Interviewers undertaking the Interviewer Assessment (IA) did not receive any special training in assessing for intoxication. The IA was included to test the ability to evaluate the level of alcohol intoxication without any prior training, using a form specifically designed for this purpose (see Appendix B).

BAC was analysed using the Alco-Sensor III intoximeter (Intoximeters Inc, St Louis, MO, USA), which provides estimates that are highly correlated with chemical analysis of blood.11

The interviewer-administered standard questionnaire was translated and back translated in each setting and included, among other items, whether the patient reported drinking within six hours prior to injury and a question related to tolerance: “During the past 12 months, have you found that you need to drink much more than before to get the same effect or that drinking your usual amount began to have less effect on you?” Patients were also asked four items comprising the Rapid Alcohol Problems Screen (RAPS4) as a measure of alcohol dependence.12 This instrument, developed in an ER population, is based on the optimal set of screening items from several instruments13 and has been found to perform as well or better than other screening instruments based on alcohol dependence criteria14,15 in other ER populations.16–18 The RAPS4 asks the following:

During the past 12 months

1. Have you had a feeling of guilt or remorse after drinking?

2. Has a friend or a family member ever told you about things you said or did while you were drinking that you could not remember?

3. Have you failed to do what was normally expected of you because of drinking?

4. Do you sometimes take a drink in the morning when you first get up?

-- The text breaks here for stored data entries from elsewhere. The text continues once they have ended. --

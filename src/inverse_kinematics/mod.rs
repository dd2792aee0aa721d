use nalgebra::{UnitQuaternion, Vector3};
use serde::{Serialize, Deserialize};
use tracing::trace;
use crate::physics_modules::physics_client::{BodyHandle, PhysicsClient};
use crate::utils::utils_console::{blocksim_print_labeled, PrintColor};
use crate::utils::utils_errors::BlocksimError;

/// Solves for the joint values of a requested subset of a body's joints that bring the end
/// effector to a target pose.
///
/// Every call is a local correction around the body's live state: rest poses are the current joint
/// values, the requested joints get a wide admissible range, and every other movable joint is
/// pinned to an epsilon band around its current value.  The numeric solve itself is delegated to
/// the physics client, which answers for all free joints of the body; the requested entries are
/// then picked out by their position among the free joints.
///
/// Requesting a joint that is not part of the body's joint graph is a configuration error.  An
/// unreachable target is not an error; the best-effort answer is returned as is.
#[derive(Clone, Debug, Default)]
pub struct KinematicSolver {
    config: KinematicSolverConfig
}
impl KinematicSolver {
    pub fn new(config: KinematicSolverConfig) -> Self {
        Self { config }
    }
    pub fn config(&self) -> &KinematicSolverConfig {
        &self.config
    }
    /// Returns one value per entry of `joint_idxs`, in the same order.
    pub fn inverse_kinematics<C: PhysicsClient>(&self,
                                                client: &C,
                                                body: BodyHandle,
                                                end_effector_link_idx: usize,
                                                target_position: &Vector3<f64>,
                                                target_orientation: &UnitQuaternion<f64>,
                                                joint_idxs: &[usize]) -> Result<Vec<f64>, BlocksimError> {
        let num_joints = client.num_joints(body)?;
        let mut q_idxs = Vec::with_capacity(joint_idxs.len());
        for joint_idx in joint_idxs {
            if *joint_idx >= num_joints {
                return Err(BlocksimError::new_idx_out_of_bound_error(*joint_idx, num_joints, file!(), line!()));
            }
            let info = client.get_joint_info(body, *joint_idx)?;
            match info.q_idx {
                None => { return Err(BlocksimError::new_generic_error_str(&format!("joint {} ({}) is fixed and cannot be solved for.", joint_idx, info.name), file!(), line!())); }
                Some(q_idx) => { q_idxs.push(q_idx); }
            }
        }

        let limits = self.get_joint_ranges(client, body, joint_idxs)?;
        let all_joint_values = client.calculate_inverse_kinematics(body, end_effector_link_idx, target_position, target_orientation, &limits)?;

        let mut out_vec = Vec::with_capacity(q_idxs.len());
        for q_idx in q_idxs {
            match all_joint_values.get(q_idx) {
                None => { return Err(BlocksimError::new_idx_out_of_bound_error(q_idx, all_joint_values.len(), file!(), line!())); }
                Some(v) => { out_vec.push(*v); }
            }
        }
        trace!(?joint_idxs, ?out_vec, "inverse kinematics solution");

        Ok(out_vec)
    }
    /// Limits for every free joint of the body (in free joint order).  Joints listed in
    /// `included_joint_idxs` get the configured wide bounds; the rest collapse around their
    /// current value.
    pub fn get_joint_ranges<C: PhysicsClient>(&self, client: &C, body: BodyHandle, included_joint_idxs: &[usize]) -> Result<JointLimits, BlocksimError> {
        let c = &self.config;
        let mut out_limits = JointLimits::default();

        for joint_idx in 0..client.num_joints(body)? {
            let info = client.get_joint_info(body, joint_idx)?;
            if !info.is_movable() { continue; }

            let rest_pose = client.get_joint_state(body, joint_idx)?;
            if included_joint_idxs.contains(&joint_idx) {
                out_limits.push(c.free_joint_lower_bound, c.free_joint_upper_bound, c.free_joint_range, rest_pose);
            } else {
                out_limits.push(rest_pose - c.locked_joint_epsilon, rest_pose + c.locked_joint_epsilon, c.locked_joint_epsilon, rest_pose);
            }
        }

        Ok(out_limits)
    }
    /// Movable joints on the path from the end effector link to the body's base, ordered from the
    /// end effector to the base.  Reverse the result for base-to-end-effector order.
    pub fn get_kinematic_chain<C: PhysicsClient>(&self, client: &C, body: BodyHandle, end_effector_link_idx: usize) -> Result<Vec<usize>, BlocksimError> {
        let num_joints = client.num_joints(body)?;
        if end_effector_link_idx >= num_joints {
            return Err(BlocksimError::new_idx_out_of_bound_error(end_effector_link_idx, num_joints, file!(), line!()));
        }

        let mut kinematic_chain = vec![];
        let mut curr = Some(end_effector_link_idx);
        while let Some(joint_idx) = curr {
            let info = client.get_joint_info(body, joint_idx)?;
            if info.is_movable() {
                kinematic_chain.push(joint_idx);
            }
            curr = info.parent_link_idx;
        }

        Ok(kinematic_chain)
    }
}

#[derive(Clone, Debug, Serialize, Deserialize, PartialEq)]
pub struct KinematicSolverConfig {
    pub free_joint_lower_bound: f64,
    pub free_joint_upper_bound: f64,
    pub free_joint_range: f64,
    /// Half-width of the band a locked joint may move in, also used as its range.
    pub locked_joint_epsilon: f64
}
impl Default for KinematicSolverConfig {
    fn default() -> Self {
        Self {
            free_joint_lower_bound: -2.0,
            free_joint_upper_bound: 2.0,
            free_joint_range: 4.0,
            locked_joint_epsilon: 1e-8
        }
    }
}

/// Per free joint lower limit, upper limit, range and rest pose for one inverse kinematics query.
#[derive(Clone, Debug, Default, Serialize, Deserialize, PartialEq)]
pub struct JointLimits {
    lower_limits: Vec<f64>,
    upper_limits: Vec<f64>,
    joint_ranges: Vec<f64>,
    rest_poses: Vec<f64>
}
impl JointLimits {
    pub fn new(lower_limits: Vec<f64>, upper_limits: Vec<f64>, joint_ranges: Vec<f64>, rest_poses: Vec<f64>) -> Result<Self, BlocksimError> {
        let n = lower_limits.len();
        if upper_limits.len() != n || joint_ranges.len() != n || rest_poses.len() != n {
            return Err(BlocksimError::new_generic_error_str(&format!("joint limit vectors differ in length ({}, {}, {}, {}).", n, upper_limits.len(), joint_ranges.len(), rest_poses.len()), file!(), line!()));
        }
        Ok(Self { lower_limits, upper_limits, joint_ranges, rest_poses })
    }
    fn push(&mut self, lower_limit: f64, upper_limit: f64, joint_range: f64, rest_pose: f64) {
        self.lower_limits.push(lower_limit);
        self.upper_limits.push(upper_limit);
        self.joint_ranges.push(joint_range);
        self.rest_poses.push(rest_pose);
    }
    pub fn len(&self) -> usize {
        self.lower_limits.len()
    }
    pub fn is_empty(&self) -> bool {
        self.lower_limits.is_empty()
    }
    pub fn lower_limits(&self) -> &Vec<f64> {
        &self.lower_limits
    }
    pub fn upper_limits(&self) -> &Vec<f64> {
        &self.upper_limits
    }
    pub fn joint_ranges(&self) -> &Vec<f64> {
        &self.joint_ranges
    }
    pub fn rest_poses(&self) -> &Vec<f64> {
        &self.rest_poses
    }
    pub fn print_summary(&self) {
        for i in 0..self.len() {
            blocksim_print_labeled(&format!("free joint {}: ", i), &format!("[{}, {}] range {} rest {}", self.lower_limits[i], self.upper_limits[i], self.joint_ranges[i], self.rest_poses[i]), PrintColor::Blue);
        }
    }
}

/// The joints an environment drives: the arm chain, ordered from the end effector to the base,
/// followed by the gripper finger joints.  Derived once at setup and read-only afterwards.
#[derive(Clone, Debug, Serialize, Deserialize, PartialEq)]
pub struct KinematicChain {
    arm_joint_idxs: Vec<usize>,
    finger_joint_idxs: Vec<usize>
}
impl KinematicChain {
    pub fn new(arm_joint_idxs: Vec<usize>, finger_joint_idxs: Vec<usize>) -> Self {
        Self { arm_joint_idxs, finger_joint_idxs }
    }
    /// Walks the joint graph from `end_effector_link_idx` and appends the given finger joints.
    pub fn derive<C: PhysicsClient>(solver: &KinematicSolver, client: &C, body: BodyHandle, end_effector_link_idx: usize, finger_joint_idxs: &[usize]) -> Result<Self, BlocksimError> {
        let arm_joint_idxs = solver.get_kinematic_chain(client, body, end_effector_link_idx)?;
        Ok(Self::new(arm_joint_idxs, finger_joint_idxs.to_vec()))
    }
    pub fn arm_joint_idxs(&self) -> &Vec<usize> {
        &self.arm_joint_idxs
    }
    pub fn finger_joint_idxs(&self) -> &Vec<usize> {
        &self.finger_joint_idxs
    }
    /// Arm joints (end effector first) followed by finger joints.
    pub fn all_joint_idxs(&self) -> Vec<usize> {
        let mut out_vec = self.arm_joint_idxs.clone();
        out_vec.extend(self.finger_joint_idxs.iter());
        out_vec
    }
    pub fn base_to_end_effector(&self) -> Vec<usize> {
        self.arm_joint_idxs.iter().rev().cloned().collect()
    }
}

#[cfg(test)]
mod tests {
    use super::*;
    use crate::physics_modules::kinematic_physics_client::{ConnectionMode, KinematicPhysicsClient, KinematicPhysicsParameters};
    use crate::physics_modules::physics_client::BodySpec;
    use crate::robot_modules::robot_model_module::RobotModelModule;

    fn setup() -> (KinematicPhysicsClient, BodyHandle) {
        let mut c = KinematicPhysicsClient::connect(ConnectionMode::Direct, KinematicPhysicsParameters::default());
        let b = c.load_body(&BodySpec::Robot { model: RobotModelModule::new_gripper_arm().unwrap() }).unwrap();
        (c, b)
    }

    #[test]
    fn kinematic_chain_runs_from_end_effector_to_base() {
        let (c, b) = setup();
        let s = KinematicSolver::default();
        assert_eq!(s.get_kinematic_chain(&c, b, 6).unwrap(), vec![5, 4, 3, 2, 1]);
        let chain = KinematicChain::derive(&s, &c, b, 6, &[7, 8]).unwrap();
        assert_eq!(chain.all_joint_idxs(), vec![5, 4, 3, 2, 1, 7, 8]);
        assert_eq!(chain.base_to_end_effector(), vec![1, 2, 3, 4, 5]);
    }

    #[test]
    fn excluded_joints_collapse_around_their_current_value() {
        let (c, b) = setup();
        let limits = KinematicSolver::default().get_joint_ranges(&c, b, &[1, 2, 3, 4, 5]).unwrap();
        assert_eq!(limits.len(), 7);
        assert_eq!(limits.lower_limits()[0], -2.0);
        assert_eq!(limits.joint_ranges()[4], 4.0);
        assert_eq!(limits.rest_poses()[1], -0.6);
        assert!((limits.upper_limits()[5] - 0.05).abs() <= 1e-8 + 1e-15);
        assert_eq!(limits.joint_ranges()[6], 1e-8);
    }

    #[test]
    fn unknown_and_fixed_joints_are_rejected() {
        let (c, b) = setup();
        let s = KinematicSolver::default();
        let r = s.inverse_kinematics(&c, b, 6, &Vector3::new(1.0, 0.0, 0.6), &UnitQuaternion::identity(), &[1, 42]);
        assert!(matches!(r, Err(BlocksimError::IdxOutOfBoundError(_))));
        let r = s.inverse_kinematics(&c, b, 6, &Vector3::new(1.0, 0.0, 0.6), &UnitQuaternion::identity(), &[6]);
        assert!(r.is_err());
    }
}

Patients giving positive responses on one or more items were considered to screen positive for alcohol dependence.

Data analysis

Primary data from each of the ER studies were cleaned and merged into a single data file. Data are analysed on the 4798 patients from whom both estimated BAC (Y90) and clinical assessment (Y91) data were obtained soon after ER admission (92% of the sample). To analyse the concordance of Y90 and Y91 codes the following mapping was used: BAC ⩽0.059 = no intoxication, BAC ⩾0.060–0.099 = Y91.0 (mild intoxication), BAC ⩾0.100–0.199 = Y91.1 (moderate intoxication), BAC ⩾0.200 = Y91.2/Y91.3 (severe/very severe intoxication). This mapping was based on available published information about the rough correlation between BAC and levels of behavioural impairment19,20 and descriptions of the Y90 and Y91 categories in the ICD-10.15

Kendall’s Tau-B21 was used to measure the agreement of BAC categorisation with clinical assessment. Kendall’s Tau-B measures concordance (analogous to positive correlation for rank order variables) or discordance (analogous to negative correlation) across all pairs of patients. Values of Tau-B range from −1 to +1, where a value of −1 indicates perfect discordance of BAC and clinical assessment, a value of +1 indicates perfect concordance, and a value near zero indicates no association.21 Cohen’s κ, the most commonly used index for measuring agreement between ordinal variables, has been found to depend heavily on the distribution of the variables analysed.22 Kendall’s Tau-B has been found to perform better than other measures such as Kendall’s Tau-C, Goodman and Kruskal’s α, and extensions of Spearman’s r.23

Values of Tau-B using Y90 and Y91 codes were estimated both for the overall sample as well as for those who reported drinking within six hours prior to injury. Tau-B also was computed within each country by gender and by dependence as measured by the RAPS4. For those countries for which the IA was available, Tau-B additionally was computed between IA and the Y90 and Y91 codes separately. The estimated Tau-B for each ER along with its standard error was used to obtain an overall pooled estimate across study sites using meta-analytic techniques. Tests of heterogeneity of the values of Tau-B across studies were then carried out using the Q statistic.24 Results for both fixed and random effects are reported along with tests of homogeneity.25


Figure 1 shows the distribution of breathalyser readings by clinician assessment. Not included in this table are the 88 patients who were clinically assessed as alcohol involved but with no level of intoxication specified. Among those patients with a quantified level of intoxication assessed, 52 (1.1%) had values of BAC ⩾0.10 (moderate or severe intoxication) but were assessed as not intoxicated, whereas 24 patients (0.5%) were negative on BAC but were clinically assessed as moderately or severely/very severely intoxicated. Possible reasons for these large discrepancies were examined. Among those patients with a BAC ⩾0.10, no difference was found on the RAPS4 between those clinically assessed as not intoxicated and those clinically assessed as moderately or severely/very severely intoxicated; however, those assessed as not intoxicated were significantly less likely to be positive for tolerance (4%) compared with those assessed as intoxicated (21%) (χ2 test, p = 0.005). Of the 24 patients clinically assessed as moderately or severely intoxicated but negative on BAC, the clinical assessment indicated that 50% may have other drug involvement compared with 6% of the remainder of the sample (χ2 test, p<0.001).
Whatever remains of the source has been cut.